Curators and tribal scholars say the Native experience cannot be overlooked or minimized when talking about the complex tapestry that is America.

“The United States could not exist without Native history having been here first,” said Aaron Carapella, who is of Cherokee descent and creates maps of Indigenous territories. “There’s so many influences that Native people embedded into the fabric of what we call America.”

A student of history, Carapella finds it unlikely that most of the Founding Fathers would have expected tribes to persist as sovereign entities. Rather, they thought tribes would be absorbed into American society.

Implementation of laws like the 1830 Indian Removal Act signed by President Andrew Jackson and the 1887 Dawes Act enacted by President Grover Cleveland led to forced relocations through brutal journeys like the Trail of Tears. Land grabs resulted when millions of acres of tribal landholdings were broken up.

Bounties in Minnesota and the Southwest along with militias in California further eroded tribal territories. Then came the boarding schools, where Native children were sent in an effort to erase their connections to culture, language and religion.

It's not ancient history. Tribal leaders say their people are still living with the effects of those policies.

Today, there are 575 tribes with inherent sovereignty recognized by the U.S, with the Lumbee Tribe of North Carolina joining the list in December. The government-to-government relationships are unlike arrangements many other countries have with Indigenous populations.

N. Bruce Duthu, chair of Native American and Indigenous Studies at Dartmouth College and a member of the United Houma Nation, has taught and lectured around the globe. He said it’s hard for Indigenous leaders in Bolivia and elsewhere to believe that tribes in the U.S. have been able to build power over the last half-century. It’s an ongoing fight, but Duthu points to successful efforts to influence environmental policies and pass major legislation to hold non-tribal citizens accountable for crimes committed in Indian Country.

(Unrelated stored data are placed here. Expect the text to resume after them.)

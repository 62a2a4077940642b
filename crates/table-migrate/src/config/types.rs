//! Configuration type definitions.

use serde::{Deserialize, Serialize};

use crate::core::TableRef;

/// Root configuration structure.
///
/// Built from [`RawConfig`] by validation, so every [`TableSpec`] it holds
/// is already well-formed.
#[derive(Debug, Clone)]
pub struct Config {
    /// Tables to migrate, in configuration order.
    pub tables: Vec<TableSpec>,

    /// Defaults applied to tables that do not override them.
    pub settings: GlobalSettings,
}

/// Run-wide defaults.
#[derive(Debug, Clone, PartialEq, Eq, Serialize, Deserialize)]
pub struct GlobalSettings {
    /// Rows per chunk when a table sets no `chunk_size` (default: 10000).
    #[serde(default = "default_chunk_size")]
    pub default_chunk_size: usize,

    /// Rebuild indexes for tables that set no `migrate_indexes` (default: false).
    #[serde(default)]
    pub migrate_indexes_globally: bool,
}

impl Default for GlobalSettings {
    fn default() -> Self {
        Self {
            default_chunk_size: default_chunk_size(),
            migrate_indexes_globally: false,
        }
    }
}

/// Where a table's rows come from.
#[derive(Debug, Clone, Copy, PartialEq, Eq, Default, Serialize, Deserialize)]
#[serde(rename_all = "snake_case")]
pub enum MigrationMode {
    /// Every row and column of the named source table.
    #[default]
    Full,
    /// The result set of a user supplied query.
    Custom,
}

/// What to do when the target table already exists.
#[derive(Debug, Clone, Copy, PartialEq, Eq, Default, Serialize, Deserialize)]
#[serde(rename_all = "snake_case")]
pub enum ExistingTableBehavior {
    /// Drop the target table and create it again from the source columns.
    DropAndRecreate,
    /// Insert into the existing table when its columns are compatible.
    #[default]
    AppendIfCompatible,
}

/// Validated source of a table's rows.
#[derive(Debug, Clone, PartialEq, Eq)]
pub enum TableSource {
    Full,
    Custom { query: String },
}

/// One validated table entry.
#[derive(Debug, Clone, PartialEq, Eq)]
pub struct TableSpec {
    /// Source table name, optionally `schema.table`.
    pub source_name: String,

    /// Target table name. Defaults to `source_name`.
    pub target_name: String,

    pub source: TableSource,

    /// Per-table override of `settings.default_chunk_size`.
    pub chunk_size: Option<usize>,

    /// Per-table override of `settings.migrate_indexes_globally`.
    pub migrate_indexes: Option<bool>,

    pub existing_table_behavior: ExistingTableBehavior,
}

impl TableSpec {
    /// Create a full-table spec with default behavior.
    pub fn full(name: impl Into<String>) -> Self {
        let name = name.into();
        Self {
            target_name: name.clone(),
            source_name: name,
            source: TableSource::Full,
            chunk_size: None,
            migrate_indexes: None,
            existing_table_behavior: ExistingTableBehavior::default(),
        }
    }

    /// Create a custom-query spec with default behavior.
    pub fn custom(name: impl Into<String>, query: impl Into<String>) -> Self {
        Self {
            source: TableSource::Custom {
                query: query.into(),
            },
            ..Self::full(name)
        }
    }

    pub fn with_target_name(mut self, target: impl Into<String>) -> Self {
        self.target_name = target.into();
        self
    }

    pub fn with_chunk_size(mut self, chunk_size: usize) -> Self {
        self.chunk_size = Some(chunk_size);
        self
    }

    pub fn with_migrate_indexes(mut self, migrate: bool) -> Self {
        self.migrate_indexes = Some(migrate);
        self
    }

    pub fn with_behavior(mut self, behavior: ExistingTableBehavior) -> Self {
        self.existing_table_behavior = behavior;
        self
    }

    pub fn mode(&self) -> MigrationMode {
        match self.source {
            TableSource::Full => MigrationMode::Full,
            TableSource::Custom { .. } => MigrationMode::Custom,
        }
    }

    /// Chunk size after applying the global default.
    pub fn resolve_chunk_size(&self, settings: &GlobalSettings) -> usize {
        self.chunk_size.unwrap_or(settings.default_chunk_size)
    }

    /// Index migration flag after applying the global default.
    pub fn resolve_migrate_indexes(&self, settings: &GlobalSettings) -> bool {
        self.migrate_indexes
            .unwrap_or(settings.migrate_indexes_globally)
    }

    pub fn source_table(&self) -> TableRef {
        TableRef::parse(&self.source_name)
    }

    pub fn target_table(&self) -> TableRef {
        TableRef::parse(&self.target_name)
    }
}

/// YAML document as written by the operator. Unknown keys are ignored.
#[derive(Debug, Clone, Default, Deserialize)]
pub struct RawConfig {
    #[serde(default)]
    pub tables: Vec<RawTableEntry>,

    #[serde(default, alias = "migration_settings")]
    pub settings: GlobalSettings,
}

/// One entry of the `tables` list before validation.
#[derive(Debug, Clone, Deserialize)]
pub struct RawTableEntry {
    #[serde(default)]
    pub name: String,

    #[serde(default)]
    pub target_name: Option<String>,

    #[serde(default)]
    pub mode: MigrationMode,

    #[serde(default)]
    pub query: Option<String>,

    #[serde(default)]
    pub chunk_size: Option<usize>,

    #[serde(default)]
    pub migrate_indexes: Option<bool>,

    #[serde(default)]
    pub existing_table_behavior: ExistingTableBehavior,
}

fn default_chunk_size() -> usize {
    10_000
}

“The U.S. is routinely at the top of the heap in terms of a country that, despite all the flaws, at least now in the last 50 years or so, seems to have gotten it right,” he said.

There's a deep history of influence

Native influences span from the notions of democracy shared with the Founding Fathers to the warrior ethos exhibited by the fierceness with which tribal nations fought to protect their land — from other tribes, foreign nations and the federal government.

It's not unlike the patriotism many Americans feel today. And for some Native Americans, it's a fundamental part of who they are; they have one of the highest per-capita rates of military service in the country.

At the center of the "Stars, Stripes and First Americans" exhibit at New Mexico's Museum of Indian Arts and Culture is a painting by Kee Yazzie titled Diné Code Talker. The brushstrokes pay homage to the Navajo Code Talkers, who used their language to create an unbreakable code that played a critical role in U.S. victories during World War II.

Danyelle Means, the museum's executive director and a member of the Oglala Lakota Nation, said other tribes also had code talkers. That included the Choctaw Nation and Comanche, Kiowa, Hopi, Muscogee, Sioux and Seminole recruits.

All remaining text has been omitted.